Yeah but keep in mind that inflation plays a role, so they could adjust the price as they would see fit (considering also the weak yen)
How much usable RAM for games has SD? Since I saw speculation about 11GB for Switch Next
Steam Deck does not reserve ram. It's a PC so it will do multipurpose things.
No, it's a good question. Especially with all the inevitable comparisons we'll see.
Yeah, not stupid at all. The question is more complicated than it looks!
Consoles reserve OS memory because anything interactive (games, OS UIs) value latency (how fast you start reacting to a button push) over throughput (how fast can you go once you get started). Having a reserve means you're always ready to go.
Desktop/server OSes generally value throughput over latency, so they allocate on-demand. They also
swap - that means that they can technically allocate more RAM than they have, and "swap" some of the contents of RAM to disk. You put parts of the system that aren't active onto storage, and then swap them back in when needed. This increases throughput because you effectively have more RAM, but increases latency as some operations have to wait for the swap to happen, and storage is slow.
SteamOS eats about 2 GB of memory on it's own, but it's not a reserve. It can get swapped out. However, that swapping can cause game stutters. In fact, a pretty common tweTak for Steam Deck is to turn swapping off entirely, so that those stutters never happen (at the cost of SteamOS always being in memory).
The other RAM difference on SteamDeck is that while the hardware has one single pool of RAM, just like consoles do, PC architecture expects a seperate pool of RAM for the GPU, like VRAM on a desktop or laptop.
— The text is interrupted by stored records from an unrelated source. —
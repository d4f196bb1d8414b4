// SPDX-License-Identifier: PolyForm-Noncommercial-1.0.0
// Copyright (c) 2025 Sylvex. All rights reserved.

//! Registry transport errors.

use std::path::PathBuf;

use sluice_core::GatewayError;
use thiserror::Error;

/// Result type alias for registry operations.
pub type RegistryResult<T> = Result<T, RegistryError>;

/// Errors raised by a registry transport.
#[derive(Debug, Error)]
pub enum RegistryError {
    /// The request could not be sent or no response arrived.
    #[error("{method} {path}: request failed: {message}")]
    Request {
        /// HTTP method.
        method: &'static str,
        /// Request path.
        path: String,
        /// Failure description.
        message: String,
    },

    /// The registry answered with a non-success status.
    #[error("{method} {path}: HTTP {status}")]
    Status {
        /// HTTP method.
        method: &'static str,
        /// Request path.
        path: String,
        /// HTTP status code.
        status: u16,
    },

    /// The response body was not valid JSON.
    #[error("{method} {path}: malformed response: {message}")]
    Decode {
        /// HTTP method.
        method: &'static str,
        /// Request path.
        path: String,
        /// Parser message.
        message: String,
    },

    /// A descriptor or event could not be serialized.
    #[error("Failed to encode request body: {0}")]
    Encode(String),

    /// The exchange log could not be opened or written.
    #[error("Exchange log '{path}': {source}")]
    Log {
        /// Log file path.
        path: PathBuf,
        /// Underlying I/O error.
        #[source]
        source: std::io::Error,
    },

    /// The transport could not be built.
    #[error("Invalid registry client configuration: {0}")]
    Client(String),
}

impl RegistryError {
    /// Creates a request error.
    pub fn request(method: &'static str, path: impl Into<String>, message: impl Into<String>) -> Self {
        Self::Request {
            method,
            path: path.into(),
            message: message.into(),
        }
    }

    /// Creates a status error.
    pub fn status(method: &'static str, path: impl Into<String>, status: u16) -> Self {
        Self::Status {
            method,
            path: path.into(),
            status,
        }
    }

    /// Creates a decode error.
    pub fn decode(method: &'static str, path: impl Into<String>, message: impl Into<String>) -> Self {
        Self::Decode {
            method,
            path: path.into(),
            message: message.into(),
        }
    }

    /// Returns the HTTP method involved, if any.
    pub fn method(&self) -> Option<&'static str> {
        match self {
            Self::Request { method, .. } | Self::Status { method, .. } | Self::Decode { method, .. } => {
                Some(*method)
            }
            _ => None,
        }
    }
}

impl From<RegistryError> for GatewayError {
    fn from(err: RegistryError) -> Self {
        match &err {
            RegistryError::Request { method, path, .. }
            | RegistryError::Status { method, path, .. }
            | RegistryError::Decode { method, path, .. } => {
                GatewayError::transport(*method, path.clone(), err.to_string())
            }
            _ => GatewayError::transport("-", "-", err.to_string()),
        }
    }
}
SteamDeck solves this by reserving RAM, not for the OS, but for the GPU, and acting like they are separate pools.
But that means the GPU can't access data in the System pool, even though it's the same chip on the motherboard. So games still need to do a (admittedly, very fast) RAM copy every time they want to send data to the graphics hardware. That means two copies of resources exist at a time, at least briefly.
Switch doesn't need to do this copy. Games on Switch can just tell the GPU where the data is. That eliminates a copy, which is not only faster, but more efficient in RAM usage.
So where Switch/Switch 2 has "RAM for the OS, RAM for the game", SteamDeck has "RAM for the OS and the game logic, RAM for the game graphics". Switch/Switch 2 has hard limits, SteamDeck has flexible ones, but in exchange for those flexible limits, you have ineffeciency.